In dit boek staan verrassende uitspraken. De overleden paus was een bondgenoot in de strijd tegen de Verlichting. Niet de mens, maar God en Zijn orde dienden centraal te staan. In dit verband liet hij zijn verontwaardiging over het morele verval in het Westen duidelijk blijken.
Onopgeefbaar
Het doet ons ook weldadig aan dat hij de heilsfeiten niet ter discussie stelde. Hij liet er geen twijfel over bestaan dat we alleen door Christus het eeuwige leven kunnen ontvangen. Nadrukkelijk nam hij afstand van de islam, omdat daarin het ”God met ons” ontbreekt.

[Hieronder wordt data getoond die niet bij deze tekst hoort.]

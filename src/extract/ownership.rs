//! Ownership (khata) table parsing.
//!
//! Layout of the table text:
//!
//! ```text
//! ખાતા નંબર | કુલ ક્ષેત્રફળ | કુલ આકાર | ખાતેદારનું નામ
//! ૭,૧૮૬,પ૮૩,
//! ---------------------------------
//! ૩૨ | ૦-પ૬-૬૬ | ૭.૦૦ભગતભાઈ છનાભાઈ પટેલ(૧૮૬)
//! રમેશભાઈ ભગતભાઈ પટેલ(પ૮૩)
//! મહેશભાઈ ભગતભાઈ પટેલ
//! ```

use std::sync::LazyLock;

use regex::Regex;

use super::{is_divider, numeric_list};
use crate::locale::{is_numeric_noise, normalize_numeric};
use crate::models::{Owner, OwnershipType};

static OWNER_WITH_ENTRY: LazyLock<Regex> =
    LazyLock::new(|| Regex::new(r"([^()\n]+)\(([૦-૯પ0-9]+)\)").unwrap());

static LEADING_ASSESSMENT: LazyLock<Regex> =
    LazyLock::new(|| Regex::new(r"^[૦-૯પ0-9]+\.[૦-૯પ0-9]+").unwrap());

static GUARDIAN_SPLIT: LazyLock<Regex> =
    LazyLock::new(|| Regex::new(r"સ\.?વા\.?\s*").unwrap());

const GUARDIAN_MARKERS: &[&str] = &["સ.વા.", "સ.વા"];
const WIDOW_MARKER: &str = "ની વિધવા";
const WIFE_MARKER: &str = "ના પત્ની";
const HUSBAND_JOINER: &str = " તે ";

/// Everything recovered from the ownership table.
#[derive(Debug, Clone, Default, PartialEq)]
pub struct OwnershipTable {
    pub entry_numbers: Vec<String>,
    pub khata_number: Option<String>,
    pub area_raw: Option<String>,
    pub assessment: Option<String>,
    pub owners: Vec<Owner>,
}

pub fn parse_ownership_table(text: &str) -> OwnershipTable {
    let mut table = OwnershipTable::default();
    let mut after_divider = false;
    let mut first_data_line = true;

    for line in text.lines().map(str::trim) {
        if is_divider(line) {
            after_divider = true;
            continue;
        }
        if line.is_empty() {
            continue;
        }

        if !after_divider {
            if !line.contains("ખાતા નંબર") {
                if let Some(numbers) = numeric_list(line) {
                    table.entry_numbers.extend(numbers);
                }
            }
            continue;
        }

        if is_numeric_noise(line) {
            continue;
        }

        if first_data_line && line.contains('|') {
            parse_khata_line(line, &mut table);
        }

        let matches: Vec<_> = OWNER_WITH_ENTRY.captures_iter(line).collect();
        if !matches.is_empty() {
            for caps in matches {
                let mut name = caps[1].trim().to_string();
                if first_data_line && name.contains('|') {
                    name = strip_khata_prefix(&name).unwrap_or_default();
                    first_data_line = false;
                }
                let entry = normalize_numeric(&caps[2]);
                if let Some(owner) = parse_owner(&name, Some(entry)) {
                    table.owners.push(owner);
                }
            }
        } else if first_data_line && line.contains('|') {
            if let Some(name) = strip_khata_prefix(line) {
                if name.chars().count() > 2 {
                    table.owners.extend(parse_owner(&name, None));
                }
            }
            first_data_line = false;
        } else if line.chars().count() > 2 {
            table.owners.extend(parse_owner(line, None));
        }
    }

    table
}

/// `khata | area | assessment<name>` on the first data line.
fn parse_khata_line(line: &str, table: &mut OwnershipTable) {
    let parts: Vec<&str> = line.split('|').map(str::trim).collect();
    if parts.len() < 3 {
        return;
    }
    let khata = normalize_numeric(parts[0]);
    if !khata.is_empty() {
        table.khata_number = Some(khata);
    }
    if !parts[1].is_empty() {
        table.area_raw = Some(parts[1].to_string());
    }
    if let Some(m) = LEADING_ASSESSMENT.find(parts[2]) {
        table.assessment = Some(normalize_numeric(m.as_str()));
    }
}

/// Name that follows the assessment amount in the last pipe segment.
fn strip_khata_prefix(segment: &str) -> Option<String> {
    let parts: Vec<&str> = segment.split('|').collect();
    if parts.len() < 3 {
        return None;
    }
    let last = parts[parts.len() - 1].trim();
    let name = LEADING_ASSESSMENT.replace(last, "").trim().to_string();
    Some(name)
}

/// Classify one owner string. Order matters: the guardian marker is tested
/// before the widow and wife markers.
pub fn parse_owner(raw: &str, entry_number: Option<String>) -> Option<Owner> {
    let raw = raw.trim().trim_matches(|c: char| c == ',' || c == '|').trim();
    if raw.chars().count() < 2 {
        return None;
    }

    let mut owner = Owner {
        name: raw.to_string(),
        relation_label: None,
        relation_target: None,
        ownership_type: OwnershipType::Holder,
        entry_number: entry_number.filter(|e| !e.is_empty()),
        share: None,
    };

    if GUARDIAN_MARKERS.iter().any(|m| raw.contains(m)) {
        owner.ownership_type = OwnershipType::Guardian;
        let parts: Vec<&str> = GUARDIAN_SPLIT.splitn(raw, 2).collect();
        if let [minor, guardian] = parts.as_slice() {
            owner.name = minor.trim().to_string();
            owner.relation_label = Some("guardian".to_string());
            owner.relation_target = Some(guardian.trim().to_string()).filter(|g| !g.is_empty());
        }
    } else if let Some((pre, _)) = raw.split_once(WIDOW_MARKER) {
        owner.ownership_type = OwnershipType::Widow;
        apply_spouse(&mut owner, pre, "deceased_husband");
    } else if let Some((pre, _)) = raw.split_once(WIFE_MARKER) {
        owner.ownership_type = OwnershipType::Wife;
        apply_spouse(&mut owner, pre, "husband");
    }

    if owner.name.is_empty() {
        return None;
    }
    Some(owner)
}

/// `<name> તે <husband>` precedes the widow/wife marker.
fn apply_spouse(owner: &mut Owner, pre: &str, label: &str) {
    let pre = pre.trim();
    match pre.split_once(HUSBAND_JOINER) {
        Some((name, husband)) => {
            owner.name = name.trim().to_string();
            let husband = husband.trim();
            if !husband.is_empty() {
                owner.relation_label = Some(label.to_string());
                owner.relation_target = Some(husband.to_string());
            }
        }
        None => owner.name = pre.to_string(),
    }
}
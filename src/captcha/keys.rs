//! Round-robin API key rotation shared by concurrent workers.

use std::sync::atomic::{AtomicUsize, Ordering};

use async_trait::async_trait;
use tracing::{debug, warn};

use super::provider::{ProviderError, RecognitionProvider};

/// A fixed set of API keys with a shared cursor.
///
/// The cursor only moves through [`KeyRing::advance_from`], which is a
/// compare-and-swap: when several workers hit a rate limit on the same key
/// at once, exactly one of them advances it and the rest pick up the new
/// key instead of skipping past it.
#[derive(Debug)]
pub struct KeyRing {
    keys: Vec<String>,
    cursor: AtomicUsize,
}

impl KeyRing {
    pub fn new(keys: Vec<String>) -> Self {
        let mut seen = std::collections::HashSet::new();
        let keys: Vec<String> = keys
            .into_iter()
            .map(|k| k.trim().to_string())
            .filter(|k| !k.is_empty() && seen.insert(k.clone()))
            .collect();
        Self {
            keys,
            cursor: AtomicUsize::new(0),
        }
    }

    pub fn len(&self) -> usize {
        self.keys.len()
    }

    pub fn is_empty(&self) -> bool {
        self.keys.is_empty()
    }

    /// The key under the cursor and its index.
    pub fn current(&self) -> Option<(usize, &str)> {
        if self.keys.is_empty() {
            return None;
        }
        let index = self.cursor.load(Ordering::Acquire) % self.keys.len();
        Some((index, self.keys[index].as_str()))
    }

    /// Move past the key at `seen`. If another caller already moved the
    /// cursor, leave it where they put it. Returns the new index.
    pub fn advance_from(&self, seen: usize) -> usize {
        if self.keys.is_empty() {
            return 0;
        }
        let next = (seen + 1) % self.keys.len();
        match self
            .cursor
            .compare_exchange(seen, next, Ordering::AcqRel, Ordering::Acquire)
        {
            Ok(_) => next,
            Err(actual) => actual % self.keys.len(),
        }
    }
}

/// A recognition channel that needs an API key per call.
#[async_trait]
pub trait KeyedChannel: Send + Sync {
    fn name(&self) -> &str;

    async fn recognize_with_key(&self, key: &str, image: &[u8]) -> Result<String, ProviderError>;
}

/// Presents a [`KeyedChannel`] and a [`KeyRing`] as a single provider.
///
/// A rate-limited or rejected key advances the ring and the same image is
/// retried on the next key straight away. That rotation is internal: the
/// resolver sees one provider call, successful or not.
pub struct RotatingKeys<C> {
    channel: C,
    ring: KeyRing,
}

impl<C: KeyedChannel> RotatingKeys<C> {
    pub fn new(channel: C, ring: KeyRing) -> Self {
        Self { channel, ring }
    }

    pub fn ring(&self) -> &KeyRing {
        &self.ring
    }
}

#[async_trait]
impl<C: KeyedChannel> RecognitionProvider for RotatingKeys<C> {
    fn name(&self) -> &str {
        self.channel.name()
    }

    fn is_available(&self) -> bool {
        !self.ring.is_empty()
    }

    async fn recognize(&self, image: &[u8]) -> Result<String, ProviderError> {
        let mut last_error = None;

        for _ in 0..self.ring.len() {
            let Some((index, key)) = self.ring.current() else {
                break;
            };
            match self.channel.recognize_with_key(key, image).await {
                Ok(text) => return Ok(text),
                Err(e) if e.is_key_exhausted() => {
                    let next = self.ring.advance_from(index);
                    warn!(
                        "{} key #{} exhausted ({}), rotating to key #{}",
                        self.channel.name(),
                        index + 1,
                        e,
                        next + 1
                    );
                    last_error = Some(e);
                }
                Err(e) => {
                    debug!("{} key #{} failed: {}", self.channel.name(), index + 1, e);
                    return Err(e);
                }
            }
        }

        Err(last_error.unwrap_or_else(|| {
            ProviderError::Unavailable(format!("{}: no API keys configured", self.channel.name()))
        }))
    }
}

Overigens zegt het bovenstaande nog niets. Immers, ook in de tijd van de Reformatie waren deze dingen niet het breekpunt met de Romana. Het ging niet om de belijdenis van de Schepper of van de heilsfeiten, maar om de leer van de zaligheid. Als het over deze vragen gaat, erkent paus Johannes Paulus II zelf dat er geen toenadering is gekomen tot de leer van de Reformatie: „Wat echter de kerken en gemeenschappen van de Reformatie betreft, moet men erkennen dat die scheiding veel duidelijker is, aangezien daar enkele fundamentele door Christus vastgestelde elementen geschonden zijn.”
Welke elementen zijn geschonden? Hier blijkt de Roomse Kerk als instituut onopgeefbaar te zijn: „Christus alleen, aanwezig te midden van ons in Zijn lichaam, dat is de kerk, is de middelaar en de weg van het heil. (…) Daarom kunnen die mensen, die, hoewel zij weten dat de katholieke Kerk door God middels Jezus Christus gesticht is als voorwaarde om verlost te worden, toch weigeren in haar binnen te gaan of binnen te blijven, niet gered worden. (…) Volledig deel van de gemeenschap van de kerk zijn zij, die in het bezit van de Geest van Christus, onverkort haar organisatie en alle heilsmiddelen, die in haar zijn ingesteld, aanvaarden, en die in haar zichtbaar lichaam verbonden zijn met Christus door de banden van de geloofsbelijdenis, de sacramenten, het kerkelijk bestuur en de kerkelijke gemeenschap. Christus bestuurt de kerk door middel van de paus en de bisschoppen.”
Wat zit hierachter? „Toen Christus van de dood was opgestaan, stortte Hij zijn levenschenkende Geest uit over de apostelen, en door middel van Hem vormde Hij zijn Lichaam, dat is de kerk, tot een heilssacrament voor allen. Zittend aan de rechterhand van de Vader werkt Hij voortdurend in de wereld om de mensen tot de kerk te brengen en hen door haar nauwer aan zich te binden en hen met het voedsel van Zijn eigen Lichaam en Bloed deelachtig te maken aan Zijn glorievolle leven.”
Dit bracht de paus dan ook tot de verstrekkende conclusie: „Wij plaatsen dus de kerk op hetzelfde plan als het mysterie van de allerheiligste Drie-eenheid en de mysteries van menswording en verlossing.”
Incarnatie
Als we deze enkele uitspraken op ons laten inwerken, horen we er ten eerste in dat genade als een soort infuus door middel van de sacramenten aan zondaren wordt meegedeeld. Er zijn geen persoonlijk berouw en bekering nodig. Het sola fide is verdwenen. Ten tweede verwondert het ons niet dat ook paus Johannes Paulus II sprak over het geloof in de kerk. De kerk is de incarnatie van de Zoon. Wie tot de kerk komt, komt tot Christus. Hij deelt Zijn heil niet door het Woord, maar door de sacramenten uit. Zo sneuvelt het sola Scriptura. In de derde plaats kunnen we constateren dat de kerk de plaats inneemt van de Heilige Geest. Niet de Heilige Geest eigent ons het heil toe, maar de kerk. De Geest wordt losgemaakt van het Woord en wordt opgesloten in het instituut van de kerk. Deze leer van de kerk openbaart hoe de paus dacht over de genade. Hier is ook het sola gratia in het geding. Kortom, we zien nog steeds uit naar de reformatie van de Roomse Kerk.
De auteur is hersteld hervormd predikant te Katwijk aan Zee.